Hanno fatto notare che manca anche l’aggettivo accattivante per definire il turismo della birra, che possa competere con l’ottimo “enogastronomico”. Mi permetto i miei due cents, tanto qui su Pintamedicea.com sono in casa mia: che ne diciamo di turismo grastrobirrario? A me suona bene “gastrobirrario”.
Tornando all’intervento di Unionbirrai, Simone Monetti ha ripetuto l’importanza dello storytelling e di saper raccontare la propria attività. E di quanto sia fondamentale imparare a farlo (credo Unionbirrai organizzi dei workshop in merito). L’intervento è sato animato poi da Silvio Bertero del birrificio piemontese Curtis Canava che ha raccontato come hanno fatto ad attrarre persone e a creare un bel giro di turisti che frequentano la loro struttura. Ha raccontato di aver attivato vari servizi, tipo il parcheggio gratis per i camper, guide cicloturistiche, percorsi di trekking e creazione in zona di un albergo diffuso.
Mi ha interessata, oltre all’esperienza in sé di Silvio, il metodo che traspariva dalle sue parole: se si vuole cercare di ampliare il proprio bacino di clienti al birrificio (ma ovunque, direi) bisogna conoscere il proprio territorio, i propri vicini, valorizzarli e proporli ai turisti. Bisogna anche conoscere la propria clientela, capire da dove arriva di che tipo è, cercando ci capire che cosa serve per attirarli, di che tipo sono e accoglierli nel migliore dei modi. C’è un grosso lavoro da fare per il birrificio e mi rendo conto che non sia nelle possibilità di tutti.

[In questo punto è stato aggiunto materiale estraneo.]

// =============================================================================
// indexheap — Public heap handle and GlobalAlloc
// =============================================================================

use core::alloc::{GlobalAlloc, Layout};

use crate::allocate::allocate;
use crate::arena::Arena;
use crate::critical::CriticalGuard;
use crate::free::free;
use crate::info::{walk, Info};
use crate::reallocate::reallocate;

/// A fixed-region, block-indexed heap of `N` cells.
///
/// Every public method brackets its work in a [`CriticalGuard`], so a host
/// with a registered critical section gets a correctly-serialized
/// allocator without any locking inside the allocator itself — the same
/// division of labor as the kernel's `SpinLock`, just with the lock
/// mechanism supplied externally (see [`crate::critical`]).
///
/// `IndexHeap::new()` is `const`, so it can back a `static`:
/// ```
/// # use indexheap::IndexHeap;
/// static HEAP: IndexHeap<4096> = IndexHeap::new();
/// ```
pub struct IndexHeap<const N: usize> {
    arena: Arena<N>,
}

impl<const N: usize> IndexHeap<N> {
    pub const fn new() -> Self {
        IndexHeap { arena: Arena::new() }
    }

    /// Allocates `size` bytes. Returns null for `size == 0` or when the
    /// arena has no room left.
    pub fn allocate(&self, size: usize) -> *mut u8 {
        let _guard = CriticalGuard::enter();
        allocate(&self.arena, size)
    }

    /// Releases a previously allocated block. A null pointer is a no-op.
    pub fn free(&self, data: *mut u8) {
        let _guard = CriticalGuard::enter();
        free(&self.arena, data)
    }

    /// Resizes a previously allocated block, or allocates/frees per the
    /// POSIX `realloc` null/zero conventions.
    pub fn reallocate(&self, data: *mut u8, size: usize) -> *mut u8 {
        let _guard = CriticalGuard::enter();
        reallocate(&self.arena, data, size)
    }

    /// Walks the arena, returning usage accounting and, if `probe` is
    /// given and matches a free block's address, that address back.
    pub fn info(&self, probe: Option<*const u8>) -> (Info, Option<*const u8>) {
        let _guard = CriticalGuard::enter();
        walk(&self.arena, probe)
    }
}

impl<const N: usize> Default for IndexHeap<N> {
    fn default() -> Self {
        Self::new()
    }
}

/// SAFETY: `IndexHeap` relies entirely on the host-registered critical
/// section for mutual exclusion; the allocator itself holds no lock. A
/// host declaring an `IndexHeap` as `#[global_allocator]` must register a
/// real critical section (see `critical::set_critical_section`) before
/// the first allocation if it is ever called from more than one context.
unsafe impl<const N: usize> GlobalAlloc for IndexHeap<N> {
    unsafe fn alloc(&self, layout: Layout) -> *mut u8 {
        debug_assert!(
            layout.align() <= crate::config::CELL_SIZE,
            "indexheap guarantees cell-size alignment only"
        );
        self.allocate(layout.size())
    }

    unsafe fn dealloc(&self, ptr: *mut u8, _layout: Layout) {
        self.free(ptr)
    }

    unsafe fn realloc(&self, ptr: *mut u8, _layout: Layout, new_size: usize) -> *mut u8 {
        self.reallocate(ptr, new_size)
    }
}

#[cfg(test)]
mod tests {
    use super::*;

    #[test]
    fn new_heap_serves_allocations() {
        let heap: IndexHeap<32> = IndexHeap::new();
        let p = heap.allocate(8);
        assert!(!p.is_null());
        heap.free(p);
    }

    #[test]
    fn info_reflects_live_allocations() {
        let heap: IndexHeap<32> = IndexHeap::new();
        heap.allocate(1);
        heap.allocate(1);
        let (info, _) = heap.info(None);
        assert_eq!(info.used_entries, 2);
    }
}
// =============================================================================
// indexheap — Heap walk / info
// =============================================================================

use crate::arena::Arena;

/// Accounting produced by a full neighbor-list walk.
#[derive(Debug, Clone, Copy, Default, PartialEq, Eq)]
pub struct Info {
    pub total_entries: u32,
    pub total_blocks: u32,
    pub used_entries: u32,
    pub used_blocks: u32,
    pub free_entries: u32,
    pub free_blocks: u32,
}

/// Walks the neighbor list from the sentinel, accounting used and free
/// blocks. If `probe` is given and matches the starting address of a free
/// block, the walk stops and returns that address — used to confirm a
/// pointer is currently on the free list rather than live.
pub fn walk<const N: usize>(arena: &Arena<N>, probe: Option<*const u8>) -> (Info, Option<*const u8>) {
    let mut info = Info::default();
    let mut found = None;

    let mut c = arena.next_block_index(0);
    while arena.next_block_index(c) != 0 {
        let size = arena.block_size_cells(c);
        let free = arena.is_free(c);

        info.total_entries += 1;
        info.total_blocks += size as u32;
        if free {
            info.free_entries += 1;
            info.free_blocks += size as u32;
            if let Some(addr) = probe {
                if arena.data_ptr(c) as *const u8 == addr {
                    found = Some(addr);
                    return (info, found);
                }
            }
        } else {
            info.used_entries += 1;
            info.used_blocks += size as u32;
        }

        c = arena.next_block_index(c);
    }

    // `c` is now the terminal frontier node itself (cell 0 on a fresh,
    // never-touched arena); everything from it to the end of the arena is
    // unclaimed free space, not a real entry.
    info.total_blocks += N as u32 - c as u32;
    info.free_blocks += N as u32 - c as u32;

    (info, found)
}
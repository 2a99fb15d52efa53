// =============================================================================
// indexheap — Arena and cell layout
// =============================================================================
//
// The arena is a flat array of fixed-size cells. Cell 0 is the permanent
// sentinel: head of the neighbor list and head of the free-list ring. Every
// other cell is either:
//
//   - free:      [next_block | FREE_FLAG, prev_block, next_free, prev_free]
//   - allocated: [next_block,             prev_block, user data (4 bytes)...]
//
// and for allocations spanning more than one cell, every cell after the
// first is entirely user data (no header reused) — see `data_ptr`/`blocks`.
//
// All of this lives behind raw pointer arithmetic on purpose: the two
// interpretations of a cell's body overlay the same four bytes, which is
// not expressible as two live `&mut` views at once. `Arena` is the only
// place that reaches for `UnsafeCell`; everything above it (`list`,
// `freelist`, `allocate`, `free`, `reallocate`, `info`) works in terms of
// cell indices and never sees a raw pointer.
// =============================================================================

use core::cell::UnsafeCell;
use core::ptr;

use crate::config::{BODY_SIZE, CELL_SIZE, FREE_FLAG, HEADER_SIZE, INDEX_MASK};

/// A fixed-region arena of `N` cells, each `CELL_SIZE` bytes.
///
/// `[[u8; CELL_SIZE]; N]` rather than `[u8; N * CELL_SIZE]` sidesteps the
/// need for const-generic arithmetic in the array length.
pub struct Arena<const N: usize> {
    cells: UnsafeCell<[[u8; CELL_SIZE]; N]>,
}

// SAFETY: all access to `cells` goes through `Arena`'s methods, which the
// allocator only ever calls from inside a `CriticalGuard` section.
unsafe impl<const N: usize> Sync for Arena<N> {}

impl<const N: usize> Arena<N> {
    /// Number of cells in this arena. Cell 0 is the sentinel; the frontier
    /// extension leaves the last cell unusable as real payload, so the
    /// addressable capacity is `N - 2` single-cell blocks at most.
    pub const LEN: usize = N;

    /// A fresh, all-zero arena. Zero is the "uninitialized" state the
    /// allocator's lazy first-use path depends on: a zeroed sentinel has
    /// `next_block == 0` and `next_free == 0`, both of which read as "the
    /// heap hasn't been touched yet."
    pub const fn new() -> Self {
        assert!(N >= 3, "arena must hold the sentinel plus at least one usable cell");
        assert!(N <= crate::config::MAX_CELLS, "arena exceeds the 15-bit index space");
        Arena {
            cells: UnsafeCell::new([[0u8; CELL_SIZE]; N]),
        }
    }

    #[inline(always)]
    fn cell_ptr(&self, idx: u16) -> *mut u8 {
        debug_assert!((idx as usize) < N);
        // SAFETY: bounds-checked above; caller holds the critical section.
        unsafe { (self.cells.get() as *mut u8).add(idx as usize * CELL_SIZE) }
    }

    #[inline(always)]
    fn read_u16(&self, idx: u16, offset: usize) -> u16 {
        // SAFETY: offset is always 0, 2, 4, or 6, within CELL_SIZE bytes.
        unsafe { ptr::read_unaligned(self.cell_ptr(idx).add(offset) as *const u16) }
    }

    #[inline(always)]
    fn write_u16(&self, idx: u16, offset: usize, value: u16) {
        // SAFETY: same bound as `read_u16`.
        unsafe { ptr::write_unaligned(self.cell_ptr(idx).add(offset) as *mut u16, value) }
    }

    /// Raw `next_block` field, free flag included.
    pub fn next_block_raw(&self, idx: u16) -> u16 {
        self.read_u16(idx, 0)
    }

    pub fn set_next_block_raw(&self, idx: u16, value: u16) {
        self.write_u16(idx, 0, value);
    }

    /// `next_block` with the free flag masked off — the actual successor
    /// cell index in the neighbor list.
    pub fn next_block_index(&self, idx: u16) -> u16 {
        self.next_block_raw(idx) & INDEX_MASK
    }

    pub fn is_free(&self, idx: u16) -> bool {
        self.next_block_raw(idx) & FREE_FLAG != 0
    }

    pub fn prev_block(&self, idx: u16) -> u16 {
        self.read_u16(idx, 2)
    }

    pub fn set_prev_block(&self, idx: u16, value: u16) {
        self.write_u16(idx, 2, value);
    }

    /// Free-list successor. Only meaningful while `idx` is free (or is the
    /// sentinel, whose free-list fields are always meaningful).
    pub fn next_free(&self, idx: u16) -> u16 {
        self.read_u16(idx, 4)
    }

    pub fn set_next_free(&self, idx: u16, value: u16) {
        self.write_u16(idx, 4, value);
    }

    pub fn prev_free(&self, idx: u16) -> u16 {
        self.read_u16(idx, 6)
    }

    pub fn set_prev_free(&self, idx: u16, value: u16) {
        self.write_u16(idx, 6, value);
    }

    /// Size of the block starting at `idx`, in cells, derived from its
    /// neighbor-list successor. Undefined for the terminator block.
    pub fn block_size_cells(&self, idx: u16) -> u16 {
        self.next_block_index(idx) - idx
    }

    /// Maximum user-visible byte count a block of `cells` cells can hold:
    /// the first cell contributes only its body, every following cell
    /// contributes its whole width.
    pub fn capacity_bytes(cells: u16) -> usize {
        BODY_SIZE + (cells as usize - 1) * CELL_SIZE
    }

    /// Address of the first data byte of the block starting at `idx`.
    pub fn data_ptr(&self, idx: u16) -> *mut u8 {
        // SAFETY: HEADER_SIZE < CELL_SIZE.
        unsafe { self.cell_ptr(idx).add(HEADER_SIZE) }
    }

    /// Recovers the cell index owning a data pointer previously handed out
    /// by this arena, or `None` if it doesn't fall within the arena's
    /// backing storage.
    pub fn index_of(&self, data: *const u8) -> Option<u16> {
        let base = self.cells.get() as *const u8;
        let end = unsafe { base.add(N * CELL_SIZE) };
        if data < base || data >= end {
            return None;
        }
        let offset = unsafe { data.offset_from(base) } as usize;
        let cell_offset = offset.checked_sub(HEADER_SIZE)?;
        if cell_offset % CELL_SIZE != 0 {
            return None;
        }
        Some((cell_offset / CELL_SIZE) as u16)
    }

    /// Copies an entire cell's raw bytes from `src` to `dst`, used when the
    /// frontier is extended (the terminator cell, links and all, moves
    /// forward by `k` cells).
    pub fn copy_cell(&self, src: u16, dst: u16) {
        let s = self.cell_ptr(src);
        let d = self.cell_ptr(dst);
        // SAFETY: both within bounds; cells never overlap for the caller's
        // use (frontier extension always moves forward by at least one
        // cell width).
        unsafe { ptr::copy_nonoverlapping(s, d, CELL_SIZE) };
    }

    /// Moves `len` bytes of user data from one block's data area to
    /// another's, allowing overlap (used by reallocate's downward move).
    pub fn move_data(&self, src_idx: u16, dst_idx: u16, len: usize) {
        let s = self.data_ptr(src_idx);
        let d = self.data_ptr(dst_idx);
        // SAFETY: both point into the same backing array; lengths are
        // bounded by the caller to the smaller of the two blocks' capacity.
        unsafe { ptr::copy(s, d, len) };
    }
}

#[cfg(test)]
mod tests {
    use super::*;

    #[test]
    fn fresh_arena_is_zeroed() {
        let arena: Arena<16> = Arena::new();
        assert_eq!(arena.next_block_raw(0), 0);
        assert_eq!(arena.next_free(0), 0);
    }

    #[test]
    fn free_flag_roundtrips() {
        let arena: Arena<16> = Arena::new();
        arena.set_next_block_raw(1, 4 | FREE_FLAG);
        assert!(arena.is_free(1));
        assert_eq!(arena.next_block_index(1), 4);
    }

    #[test]
    fn index_of_rejects_foreign_pointers() {
        let arena: Arena<16> = Arena::new();
        let outside = 0xdeadbeefu64 as *const u8;
        assert_eq!(arena.index_of(outside), None);
        let inside = arena.data_ptr(1);
        assert_eq!(arena.index_of(inside), Some(1));
    }
}
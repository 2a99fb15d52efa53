// =============================================================================
// indexheap — Debug logging
// =============================================================================
//
// Mirrors the kernel's reason for not reaching for the `log` crate: a
// no_std allocator has to be usable before any global logger could plausibly
// be installed, and it has to work on targets that have no `log` backend at
// all. So, same as the kernel's kprint!/kprintln!, output goes through a
// host-registered function pointer with a static flag + function pointer
// sink, rather than the `log` facade.
//
// Verbosity is fixed at compile time via Cargo features (`log-level-trace`
// through `log-level-error`, or `log-level-off`), matching the `debug_log_level`
// knob. Below the compiled threshold, call sites erase entirely — there is
// no per-call runtime check to skip.
// =============================================================================

use core::fmt;
use core::sync::atomic::{AtomicUsize, Ordering};

/// Severity of a log line, ordered least to most severe.
#[derive(Debug, Clone, Copy, PartialEq, Eq, PartialOrd, Ord)]
pub enum Level {
    Trace,
    Debug,
    Info,
    Warn,
    Error,
}

impl Level {
    pub fn as_str(self) -> &'static str {
        match self {
            Level::Trace => "TRACE",
            Level::Debug => "DEBUG",
            Level::Info => "INFO",
            Level::Warn => "WARN",
            Level::Error => "ERROR",
        }
    }
}

type SinkFn = fn(Level, fmt::Arguments);

fn noop_sink(_level: Level, _args: fmt::Arguments) {}

static SINK: AtomicUsize = AtomicUsize::new(noop_sink as usize);

/// Registers the host's log sink. Until called, log lines are dropped.
pub fn set_sink(sink: SinkFn) {
    SINK.store(sink as usize, Ordering::SeqCst);
}

#[doc(hidden)]
pub fn _log(level: Level, args: fmt::Arguments) {
    let addr = SINK.load(Ordering::SeqCst);
    // SAFETY: only ever stored from `SinkFn` via `set_sink`.
    let sink: SinkFn = unsafe { core::mem::transmute(addr) };
    sink(level, args);
}

/// Compiled-in verbosity threshold, derived from the `log-level-*` features.
/// Matches the spec's `debug_log_level` knob.
pub const fn enabled(level: Level) -> bool {
    #[cfg(feature = "log-level-off")]
    {
        let _ = level;
        return false;
    }
    #[cfg(feature = "log-level-trace")]
    {
        return true;
    }
    #[cfg(all(feature = "log-level-debug", not(feature = "log-level-trace")))]
    {
        return !matches!(level, Level::Trace);
    }
    #[cfg(all(
        feature = "log-level-info",
        not(any(feature = "log-level-trace", feature = "log-level-debug"))
    ))]
    {
        return matches!(level, Level::Info | Level::Warn | Level::Error);
    }
    #[cfg(all(
        feature = "log-level-warn",
        not(any(
            feature = "log-level-trace",
            feature = "log-level-debug",
            feature = "log-level-info"
        ))
    ))]
    {
        return matches!(level, Level::Warn | Level::Error);
    }
    // Default threshold, and the explicit `log-level-error` feature: only
    // errors are compiled in.
    matches!(level, Level::Error)
}

#[macro_export]
macro_rules! trace {
    ($($arg:tt)*) => {
        if $crate::log::enabled($crate::log::Level::Trace) {
            $crate::log::_log($crate::log::Level::Trace, format_args!($($arg)*));
        }
    };
}

#[macro_export]
macro_rules! debug {
    ($($arg:tt)*) => {
        if $crate::log::enabled($crate::log::Level::Debug) {
            $crate::log::_log($crate::log::Level::Debug, format_args!($($arg)*));
        }
    };
}

#[macro_export]
macro_rules! info {
    ($($arg:tt)*) => {
        if $crate::log::enabled($crate::log::Level::Info) {
            $crate::log::_log($crate::log::Level::Info, format_args!($($arg)*));
        }
    };
}

#[macro_export]
macro_rules! warn {
    ($($arg:tt)*) => {
        if $crate::log::enabled($crate::log::Level::Warn) {
            $crate::log::_log($crate::log::Level::Warn, format_args!($($arg)*));
        }
    };
}

#[macro_export]
macro_rules! error {
    ($($arg:tt)*) => {
        if $crate::log::enabled($crate::log::Level::Error) {
            $crate::log::_log($crate::log::Level::Error, format_args!($($arg)*));
        }
    };
}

Infine lo spazio di Teo Musso e di Carlo Schizzerotto del Consorzio Birra Italiana in cui hanno messo in luce l’importanza di promuovere la nostra birra artigianale, enfatizzando come la birra sia anche patrimonio culturale. Il connubio tra tradizione e innovazione è la chiave per competere sul mercato globale. Teo Musso ha detto che la birra deve creare appeal; il birrificio Baladin ha 9.000 visitatori paganti all’anno. Tanti sono quelli che vanno a vedere dove si fa la birra a Piozzo, come la si produce e da dove arrivano le materie prime. Il Baladin, millemila anni fa, è stato il primo impianto di produzione dove ho visto mostrate ai visitatori le materie prime con cui si fa la birra, cosa affatto scontata all’epoca (primi anni duemila o giù di lì). Baladin produce ormai da tanto il proprio luppolo e malto che copre la quasi totalità del fabbisogno del birrificio. Teo Musso, ma l’ho sentito in tante altre occasioni fare lo stesso discorso, ha sottolineato quanto i tempi della natura siano diversi da quelli produttivi e quanti anni servano per poter avere una buona produzione di luppolo da usare nelle proprie birre. Non tutti i birrifici hanno questa possibilità, così i primi di novembre a Roma ci sarà un grande evento sui luppoli italiani, in cui i birrai potranno provare ciò che viene prodotto in Italia in termini di luppoli (Giornata nazionale del luppolo 2024). Inoltre Musso e Schizzerotto hanno annunciato il progetto di realizzare una nuova malteria in Italia.
Purtroppo dopo l’intervento di Teo Musso, ho dovuto cominciare i saluti per poi andare a prendere il treno per tornare a Firenze e mi sono persa le ultime cose che erano interessantissime perché si è parlato di sostenibilità e inclusione: dal campo al bicchiere. La sessione “Dal campo al bicchiere” è stata approfondita da Matteo Bartolini (CIA Agricoltori Italiani) e Nazarena Cela (Università di Scienze Gastronomiche di Pollenzo), che hanno discusso di sostenibilità e iniziative sociali legate alla birra di economia carceraria. L’intervento della dott.ssa Cela è partito da una domanda: produrre birra può essere un atto di inclusione sociale? A quanto pare, sì, e con impatti positivi notevoli.
Correndo verso la stazione, oltre a dispiacermi per aver perso l’ultima parte, mi sono rordinata le idee. La giornata è stata proficua e stimolante. L’ho già fatto sui social, ma voglio farlo anche qui: grazie a Paola Pagani per l’invito.